Learning Crypto

You are currently browsing the archive for the Learning Crypto category.

The Quest for True Randomness

(I wrote a long post, and it turns out my login session had expired. On trying to save, I just lost the whole post. Just so that you know the hazards of leaving your browser tabs open for ages.)

How can a program running on a desktop/laptop get “true” random bits? From searching around a bit, the “good” answer seems to lie in the firmware hub RNG. (Also see this (pdf).) Since the raw bits produced by the circuitry are not unbiased, they use the von Neumann extractor: this is indeed sufficient, as long as the bits are i.i.d (independent and identically distributed) even if they are not uniform (i.e., as long as they are independent tosses using the same coin, even if the coin is not a fair coin).

Apparently you can access this RNG via /dev/hw_random. You may need root access for this. A word of caution: in the one Linux box that I have access to, cat’ing /dev/hw_random produces a rather questionable bit sequence of all 1’s. Maybe I don’t have the firmware hub in my box?

Anyway, it seems the more familiar source of randomness used by a program is /dev/random. It has a different philosophy to randomness:

The random number generator gathers environmental noise from device drivers and other sources into an entropy pool. The generator also keeps an estimate of the number of bits of noise in the entropy pool. From this entropy pool random numbers are created.

This sounds quite fine, as long as the raw randomness from this entropy pool is “refined” before use (or is already clean because it came from /dev/hw_random — well, not mine I hope). I don’t know what is there in the Linux kernel to refine raw randomness, but I’ll hazard a guess that it doesn’t probably have one of the shiny new randomness extractors (deterministic or seeded). (If anyone knows better, please do comment.) The randomness extractors are precisely the tools you want here: as long as there are some minimal guarantees of entropy and independence in the raw source, an extractor can be used to efficiently extract much of this randomness into a uniform source, ready to be used as a one-time pad or what not. It will be also nice to have a /dev/pseudorandom which can take such a seed from /dev/random and stretch it using a “provably secure” PRG.

Aside: Even the hardware RNGs have their share of trouble. See this for instance. Again, as long as the hardware can provide some partial guarantee in the face of such attacks, a randomness extractor will prove quite handy.

Course objective

As some of you in the course might have observed, we have opted to omit several details regarding the cryptographic constructions: e.g., construction of PRF from PRG, inner workings of any block-cipher, the Chinese Remainder Theorem, etc. So how would you be able to construct your own encryption scheme?

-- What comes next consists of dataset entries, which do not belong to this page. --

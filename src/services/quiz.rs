//! Multiple-choice question generation from a learner's studied items.

use rand::seq::{IndexedRandom, SliceRandom};
use serde::Serialize;
use thiserror::Error;
use uuid::Uuid;

use crate::db::{ContentStore, ProgressStore, Store, StoreError};
use crate::models::{Character, ItemType, Radical};

/// Minimum number of studied items needed before a quiz can be built:
/// one correct answer plus three distractors.
pub const MIN_STUDIED_ITEMS: usize = 4;
const WRONG_OPTION_COUNT: usize = 3;
const DISTRACTOR_POOL_LIMIT: i64 = 20;

pub const QUESTION_TYPES: &[&str] = &[
    "radical_recognition",
    "meaning_match",
    "character_composition",
];

#[derive(Debug, Clone, Serialize)]
pub struct QuizQuestion {
    pub id: String,
    pub question_type: String,
    pub question_text: String,
    pub correct_answer: String,
    pub options: Vec<String>,
    pub item_id: String,
    pub item_type: ItemType,
}

#[derive(Debug, Error)]
pub enum QuizError {
    #[error("Not enough learned items to generate quiz")]
    NotEnoughItems,
    #[error("unknown quiz type: {0}")]
    UnknownQuizType(String),
    #[error(transparent)]
    Store(#[from] StoreError),
}

pub async fn generate_quiz(
    store: &dyn Store,
    user_id: &str,
    count: usize,
    quiz_type: &str,
) -> Result<Vec<QuizQuestion>, QuizError> {
    let question_types: Vec<&str> = if quiz_type == "mixed" {
        QUESTION_TYPES.to_vec()
    } else if QUESTION_TYPES.contains(&quiz_type) {
        vec![quiz_type]
    } else {
        return Err(QuizError::UnknownQuizType(quiz_type.to_string()));
    };

    let studied = store.list_progress(user_id).await?;
    if studied.len() < MIN_STUDIED_ITEMS {
        return Err(QuizError::NotEnoughItems);
    }

    let mut questions = Vec::with_capacity(count);

    for _ in 0..count {
        // ThreadRng is not Send, so keep it out of scope across the awaits.
        let (selected_type, item) = {
            let mut rng = rand::rng();
            (
                *question_types
                    .choose(&mut rng)
                    .expect("question type list is non-empty"),
                studied.choose(&mut rng).expect("studied list is non-empty"),
            )
        };

        let question = match item.item_type {
            ItemType::Radical => radical_question(store, &item.item_id, selected_type).await?,
            ItemType::Character => character_question(store, &item.item_id, selected_type).await?,
        };

        if let Some(question) = question {
            questions.push(question);
        }
    }

    Ok(questions)
}

fn question_id(item_id: &str) -> String {
    format!("q_{}_{}", item_id, Uuid::new_v4())
}

fn shuffled(correct: String, mut wrong: Vec<String>) -> (String, Vec<String>) {
    wrong.truncate(WRONG_OPTION_COUNT);
    let mut options = Vec::with_capacity(wrong.len() + 1);
    options.push(correct.clone());
    options.extend(wrong);
    options.shuffle(&mut rand::rng());
    (correct, options)
}

async fn radical_question(
    store: &dyn Store,
    radical_id: &str,
    question_type: &str,
) -> Result<Option<QuizQuestion>, QuizError> {
    let Some(radical) = store.get_radical(radical_id).await? else {
        return Ok(None);
    };

    let distractors: Vec<Radical> = store
        .list_radicals(DISTRACTOR_POOL_LIMIT, 0)
        .await?
        .into_iter()
        .filter(|r| r.id != radical_id)
        .collect();

    if question_type == "radical_recognition" {
        let (correct_answer, options) = shuffled(
            radical.meaning.clone(),
            distractors.iter().map(|r| r.meaning.clone()).collect(),
        );
        Ok(Some(QuizQuestion {
            id: question_id(radical_id),
            question_type: "radical_recognition".to_string(),
            question_text: format!("What does the radical '{}' mean?", radical.character),
            correct_answer,
            options,
            item_id: radical_id.to_string(),
            item_type: ItemType::Radical,
        }))
    } else {
        let (correct_answer, options) = shuffled(
            radical.character.clone(),
            distractors.iter().map(|r| r.character.clone()).collect(),
        );
        Ok(Some(QuizQuestion {
            id: question_id(radical_id),
            question_type: "meaning_match".to_string(),
            question_text: format!("Which radical means '{}'?", radical.meaning),
            correct_answer,
            options,
            item_id: radical_id.to_string(),
            item_type: ItemType::Radical,
        }))
    }
}

async fn character_question(
    store: &dyn Store,
    character_id: &str,
    question_type: &str,
) -> Result<Option<QuizQuestion>, QuizError> {
    let Some(character) = store.get_character(character_id).await? else {
        return Ok(None);
    };

    if question_type == "meaning_match" || question_type == "radical_recognition" {
        let distractors: Vec<Character> = store
            .list_characters(DISTRACTOR_POOL_LIMIT, 0, None)
            .await?
            .into_iter()
            .filter(|c| c.id != character_id)
            .collect();

        let (correct_answer, options) = shuffled(
            character.meaning.clone(),
            distractors.iter().map(|c| c.meaning.clone()).collect(),
        );
        return Ok(Some(QuizQuestion {
            id: question_id(character_id),
            question_type: "meaning_match".to_string(),
            question_text: format!("What does '{}' mean?", character.hanzi),
            correct_answer,
            options,
            item_id: character_id.to_string(),
            item_type: ItemType::Character,
        }));
    }

    composition_question(store, &character, character_id).await
}

async fn composition_question(
    store: &dyn Store,
    character: &Character,
    character_id: &str,
) -> Result<Option<QuizQuestion>, QuizError> {
    if character.radicals.is_empty() {
        return Ok(None);
    }

    let mut composing = Vec::with_capacity(character.radicals.len());
    for radical_id in &character.radicals {
        if let Some(radical) = store.get_radical(radical_id).await? {
            composing.push(radical.character);
        }
    }
    if composing.is_empty() {
        return Ok(None);
    }

    let wrong_pool: Vec<String> = store
        .list_radicals(DISTRACTOR_POOL_LIMIT, 0)
        .await?
        .into_iter()
        .filter(|r| !character.radicals.contains(&r.id))
        .map(|r| r.character)
        .collect();
    if wrong_pool.is_empty() {
        return Ok(None);
    }

    let mut rng = rand::rng();
    let sample_size = composing.len().min(wrong_pool.len());
    let wrong_options: Vec<String> = (0..WRONG_OPTION_COUNT)
        .map(|_| {
            wrong_pool
                .choose_multiple(&mut rng, sample_size)
                .cloned()
                .collect::<Vec<String>>()
                .join(", ")
        })
        .collect();

    let (correct_answer, options) = shuffled(composing.join(", "), wrong_options);

    Ok(Some(QuizQuestion {
        id: question_id(character_id),
        question_type: "character_composition".to_string(),
        question_text: format!("Which radicals compose '{}'?", character.hanzi),
        correct_answer,
        options,
        item_id: character_id.to_string(),
        item_type: ItemType::Character,
    }))
}
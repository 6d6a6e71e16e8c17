//! Property-based tests for the review scheduler.
//!
//! Invariants checked:
//! - ease factor never falls below its floor after an update
//! - next_review is always exactly last_reviewed + interval days
//! - interval is at least one day once a record has been reviewed
//! - review counts never decrease
//! - due selection returns a sorted subset and does not mutate its input

use chrono::{DateTime, Duration, TimeZone, Utc};
use proptest::prelude::*;

use hanzy_backend_rust::models::{ItemType, MasteryLevel, UserProgress};
use hanzy_backend_rust::services::srs;

fn arb_item_type() -> impl Strategy<Value = ItemType> {
    prop_oneof![Just(ItemType::Radical), Just(ItemType::Character)]
}

fn arb_mastery_level() -> impl Strategy<Value = MasteryLevel> {
    prop_oneof![
        Just(MasteryLevel::New),
        Just(MasteryLevel::Learning),
        Just(MasteryLevel::Familiar),
        Just(MasteryLevel::Mastered),
    ]
}

fn arb_instant() -> impl Strategy<Value = DateTime<Utc>> {
    (0i64..=4_000_000_000i64).prop_map(|secs| Utc.timestamp_opt(secs, 0).unwrap())
}

fn arb_progress() -> impl Strategy<Value = UserProgress> {
    (
        arb_item_type(),
        arb_mastery_level(),
        arb_instant(),
        0i64..=1000, // correct_count
        0i64..=1000, // incorrect_count
        0.0f64..=3.0, // ease_factor, including out-of-range inputs below the floor
        0i64..=60,   // interval days
    )
        .prop_map(
            |(item_type, mastery_level, reviewed, correct, incorrect, ease, interval)| {
                UserProgress {
                    user_id: "user-1".to_string(),
                    item_id: "item-1".to_string(),
                    item_type,
                    mastery_level,
                    last_reviewed: reviewed,
                    next_review: reviewed + Duration::days(interval),
                    correct_count: correct,
                    incorrect_count: incorrect,
                    ease_factor: ease,
                    interval,
                }
            },
        )
}

// Test oracle for the due-sort tie-break order.
fn priority(level: MasteryLevel) -> u8 {
    match level {
        MasteryLevel::New => 0,
        MasteryLevel::Learning => 1,
        MasteryLevel::Familiar => 2,
        MasteryLevel::Mastered => 3,
    }
}

proptest! {
    #[test]
    fn apply_review_preserves_invariants(
        mut progress in arb_progress(),
        outcomes in proptest::collection::vec(any::<bool>(), 1..8),
        now in arb_instant(),
    ) {
        for correct in outcomes {
            let correct_before = progress.correct_count;
            let incorrect_before = progress.incorrect_count;

            srs::apply_review(&mut progress, correct, now);

            prop_assert!(progress.ease_factor >= srs::MIN_EASE_FACTOR);
            prop_assert_eq!(
                progress.next_review,
                progress.last_reviewed + Duration::days(progress.interval)
            );
            prop_assert_eq!(progress.last_reviewed, now);
            prop_assert!(progress.interval >= 1);
            prop_assert!(progress.correct_count >= correct_before);
            prop_assert!(progress.incorrect_count >= incorrect_before);
        }
    }

    #[test]
    fn incorrect_review_always_resets_interval(
        mut progress in arb_progress(),
        now in arb_instant(),
    ) {
        srs::apply_review(&mut progress, false, now);
        prop_assert_eq!(progress.interval, 1);
    }

    #[test]
    fn retention_rate_is_a_percentage(progress in arb_progress()) {
        let rate = srs::retention_rate(&progress);
        prop_assert!((0.0..=100.0).contains(&rate));

        let total = progress.correct_count + progress.incorrect_count;
        if total == 0 {
            prop_assert_eq!(rate, 0.0);
        }
    }

    #[test]
    fn due_selection_is_a_sorted_subset(
        records in proptest::collection::vec(arb_progress(), 0..20),
        now in arb_instant(),
    ) {
        let due = srs::due_for_review(&records, now);

        prop_assert_eq!(
            due.len(),
            records.iter().filter(|p| p.next_review <= now).count()
        );
        prop_assert!(due.iter().all(|p| p.next_review <= now));

        for pair in due.windows(2) {
            let a = (pair[0].next_review, priority(pair[0].mastery_level));
            let b = (pair[1].next_review, priority(pair[1].mastery_level));
            prop_assert!(a <= b);
        }

        // Input is untouched, so a second pass yields the same ordering.
        let again = srs::due_for_review(&records, now);
        let ids: Vec<(&str, DateTime<Utc>)> =
            due.iter().map(|p| (p.item_id.as_str(), p.next_review)).collect();
        let ids_again: Vec<(&str, DateTime<Utc>)> =
            again.iter().map(|p| (p.item_id.as_str(), p.next_review)).collect();
        prop_assert_eq!(ids, ids_again);
    }
}
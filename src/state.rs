use std::sync::Arc;
use std::time::{Instant, SystemTime};

use crate::db::Store;

#[derive(Clone)]
pub struct AppState {
    started_at: Instant,
    started_at_system: SystemTime,
    store: Arc<dyn Store>,
}

impl AppState {
    pub fn new(store: Arc<dyn Store>) -> Self {
        Self {
            started_at: Instant::now(),
            started_at_system: SystemTime::now(),
            store,
        }
    }

    pub fn uptime_seconds(&self) -> u64 {
        self.started_at.elapsed().as_secs()
    }

    pub fn started_at_system(&self) -> SystemTime {
        self.started_at_system
    }

    pub fn store(&self) -> Arc<dyn Store> {
        Arc::clone(&self.store)
    }
}
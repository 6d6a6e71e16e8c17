use axum::Router;

pub async fn create_test_app() -> Router {
    // No DATABASE_URL: the app falls back to the seeded in-memory store.
    std::env::set_var("DATABASE_URL", "");
    std::env::set_var("CORS_ORIGINS", "http://localhost:3000");

    hanzy_backend_rust::create_app().await
}
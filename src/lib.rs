pub mod config;
pub mod db;
pub mod logging;
pub mod models;
pub mod response;
pub mod routes;
pub mod seed;
pub mod services;
pub mod state;

use std::sync::Arc;

use axum::http::HeaderValue;
use tower_http::cors::{Any, CorsLayer};
use tower_http::trace::TraceLayer;

use crate::config::Config;
use crate::db::Store;
use crate::state::AppState;

pub async fn create_app() -> axum::Router {
    let config = Config::from_env();
    let store = init_store().await;

    routes::router(AppState::new(store))
        .layer(TraceLayer::new_for_http())
        .layer(cors_layer(&config))
}

/// Postgres when `DATABASE_URL` is configured and reachable, otherwise the
/// seeded in-memory store so the service stays usable standalone.
async fn init_store() -> Arc<dyn Store> {
    let url = std::env::var("DATABASE_URL").unwrap_or_default();
    if url.trim().is_empty() {
        tracing::info!("DATABASE_URL not set, using in-memory store");
        return Arc::new(db::MemoryStore::with_seed_content());
    }

    match db::PostgresStore::connect(url.trim()).await {
        Ok(store) => match db::migrate::run_migrations(store.pool()).await {
            Ok(()) => {
                seed::seed_content(&store).await;
                tracing::info!("using postgres store");
                Arc::new(store)
            }
            Err(err) => {
                tracing::warn!(error = %err, "migrations failed, falling back to in-memory store");
                Arc::new(db::MemoryStore::with_seed_content())
            }
        },
        Err(err) => {
            tracing::warn!(error = %err, "postgres unavailable, falling back to in-memory store");
            Arc::new(db::MemoryStore::with_seed_content())
        }
    }
}

fn cors_layer(config: &Config) -> CorsLayer {
    let origins: Vec<HeaderValue> = config
        .cors_origins
        .iter()
        .filter_map(|origin| origin.parse::<HeaderValue>().ok())
        .collect();

    CorsLayer::new()
        .allow_origin(origins)
        .allow_methods(Any)
        .allow_headers(Any)
}
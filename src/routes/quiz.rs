use std::collections::HashMap;

use axum::extract::{Path, Query, State};
use axum::response::IntoResponse;
use axum::routing::{get, post};
use axum::{Json, Router};
use serde::{Deserialize, Serialize};

use crate::db::AttemptStore;
use crate::models::QuizAttempt;
use crate::response::AppError;
use crate::services::quiz::{self, QuizError};
use crate::state::AppState;

const DEFAULT_QUESTION_COUNT: usize = 10;
const MAX_QUESTION_COUNT: usize = 50;
const DEFAULT_HISTORY_LIMIT: i64 = 50;
const MAX_HISTORY_LIMIT: i64 = 200;
const TOP_MISTAKES: usize = 20;

pub fn router() -> Router<AppState> {
    Router::new()
        .route("/generate/:user_id", get(generate_quiz))
        .route("/submit", post(submit_answer))
        .route("/:user_id/history", get(get_history))
        .route("/:user_id/mistakes", get(get_mistakes))
}

#[derive(Debug, Deserialize)]
struct GenerateQuery {
    count: Option<usize>,
    quiz_type: Option<String>,
}

#[derive(Debug, Deserialize)]
struct HistoryQuery {
    limit: Option<i64>,
}

#[derive(Debug, Serialize)]
struct SubmitResponse {
    status: &'static str,
    correct: bool,
}

#[derive(Debug, Serialize)]
struct MistakeSummary {
    question_id: String,
    question_type: String,
    count: usize,
}

async fn generate_quiz(
    State(state): State<AppState>,
    Path(user_id): Path<String>,
    Query(query): Query<GenerateQuery>,
) -> Result<impl IntoResponse, AppError> {
    let count = query
        .count
        .unwrap_or(DEFAULT_QUESTION_COUNT)
        .clamp(1, MAX_QUESTION_COUNT);
    let quiz_type = query.quiz_type.as_deref().unwrap_or("mixed");

    let questions = quiz::generate_quiz(state.store().as_ref(), &user_id, count, quiz_type)
        .await
        .map_err(|err| match err {
            QuizError::NotEnoughItems => AppError::bad_request(err.to_string()),
            QuizError::UnknownQuizType(_) => AppError::validation(err.to_string()),
            QuizError::Store(store_err) => store_err.into(),
        })?;

    Ok(Json(questions))
}

async fn submit_answer(
    State(state): State<AppState>,
    Json(attempt): Json<QuizAttempt>,
) -> Result<impl IntoResponse, AppError> {
    if attempt.user_id.trim().is_empty() || attempt.question_id.trim().is_empty() {
        return Err(AppError::validation(
            "user_id and question_id must not be empty",
        ));
    }

    let correct = attempt.correct;
    state.store().insert_attempt(&attempt).await?;

    Ok(Json(SubmitResponse {
        status: "success",
        correct,
    }))
}

async fn get_history(
    State(state): State<AppState>,
    Path(user_id): Path<String>,
    Query(query): Query<HistoryQuery>,
) -> Result<impl IntoResponse, AppError> {
    let limit = query
        .limit
        .unwrap_or(DEFAULT_HISTORY_LIMIT)
        .clamp(1, MAX_HISTORY_LIMIT);

    let attempts = state.store().list_attempts(&user_id, limit).await?;
    Ok(Json(attempts))
}

async fn get_mistakes(
    State(state): State<AppState>,
    Path(user_id): Path<String>,
) -> Result<impl IntoResponse, AppError> {
    let attempts = state.store().list_incorrect_attempts(&user_id).await?;

    let mut by_question: HashMap<String, MistakeSummary> = HashMap::new();
    for attempt in attempts {
        by_question
            .entry(attempt.question_id.clone())
            .and_modify(|entry| entry.count += 1)
            .or_insert(MistakeSummary {
                question_id: attempt.question_id,
                question_type: attempt.question_type,
                count: 1,
            });
    }

    let mut mistakes: Vec<MistakeSummary> = by_question.into_values().collect();
    mistakes.sort_by(|a, b| b.count.cmp(&a.count));
    mistakes.truncate(TOP_MISTAKES);

    Ok(Json(mistakes))
}
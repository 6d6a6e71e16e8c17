mod characters;
mod health;
mod progress;
mod quiz;
mod radicals;

use axum::http::StatusCode;
use axum::response::{IntoResponse, Response};
use axum::Router;

use crate::response::json_error;
use crate::state::AppState;

pub fn router(state: AppState) -> Router {
    Router::new()
        .merge(health::router())
        .nest("/api/radicals", radicals::router())
        .nest("/api/characters", characters::router())
        .nest("/api/progress", progress::router())
        .nest("/api/quiz", quiz::router())
        .fallback(fallback_handler)
        .with_state(state)
}

async fn fallback_handler() -> Response {
    json_error(StatusCode::NOT_FOUND, "NOT_FOUND", "route not found").into_response()
}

The objective of this course is not to teach you how to build low-level cryptographic primitives. (We simply won’t have the time to fit everything into a one-semester course.) Instead, we aim to learn what these primitives are and how to use them in a larger system.  In fact, simply using the various cryptographic primitives already calls for some expertise: just too many of them resemble each other (for e.g., those which take an input and a key, and produce an output that looks like gibberish). It is crucial to understand what security property we need for a specific task at hand.

One objective of this course is to introduce you to some of the most important cryptographic primitives used in theory and practice, and provide a good understanding of the security guarantees, the assumptions behind them, the efficiency bottlenecks, and possible trade-offs, so that when you encounter them in a system, you can ask yourself if they are used in a meaningful manner. You can also use these primitives correctly in building higher level schemes. But should you want to build lower level primitives, all that this course can do is to tell you that you’d better make sure you know what you are doing.

(I will have more to say regarding course objectives, later on, but this is the primary objective, in my view.)

Today was my first full lecture this Fall. You’d think by now I’d be quite used to lecturing. But half way through, I was already feeling tired — maybe I should have had a better breakfast :-) More likely, it is just all the summer idleness that is taking its toll.

Another possible reason for being exhausted is that I was packing material from some 3-5 lectures of past courses into a single lecture. Admittedly it was a little brisk, but hey, it wasn’t that unreasonable since we didn’t attempt any proofs in class. Nevertheless, a little bit of an explanatory text will be useful, since the textbooks don’t do it the same way we did it. So here you go.

In keeping with the idea of teaching as few ideas as possible, we have essentially only one security definition for a variety of tasks and settings. These are definitions in the “real/ideal paradigm” or simulation based security. I discussed the basic philosophy here and here. A little more follows.

The security definition presents an “ideal world” where the primitive (message transmission, in the case of encryption) is modeled as an ideal functionality (a channel which the adversary can’t read from). It also presents a “real world” model, where the encryption scheme (whose security we are defining) is deployed; this real world should model all the power the adversary could possibly have. Roughly, the security definition says that whatever an adversary can make happen in the real world, an adversary could have made happen in the ideal world too. Both these worlds come with the following cast of characters: the parties using the primitive (i.e., Alice and Bob who are participating in the message transmission), the adversary (Eve) and the environment. The Environment is perhaps the key novelty here.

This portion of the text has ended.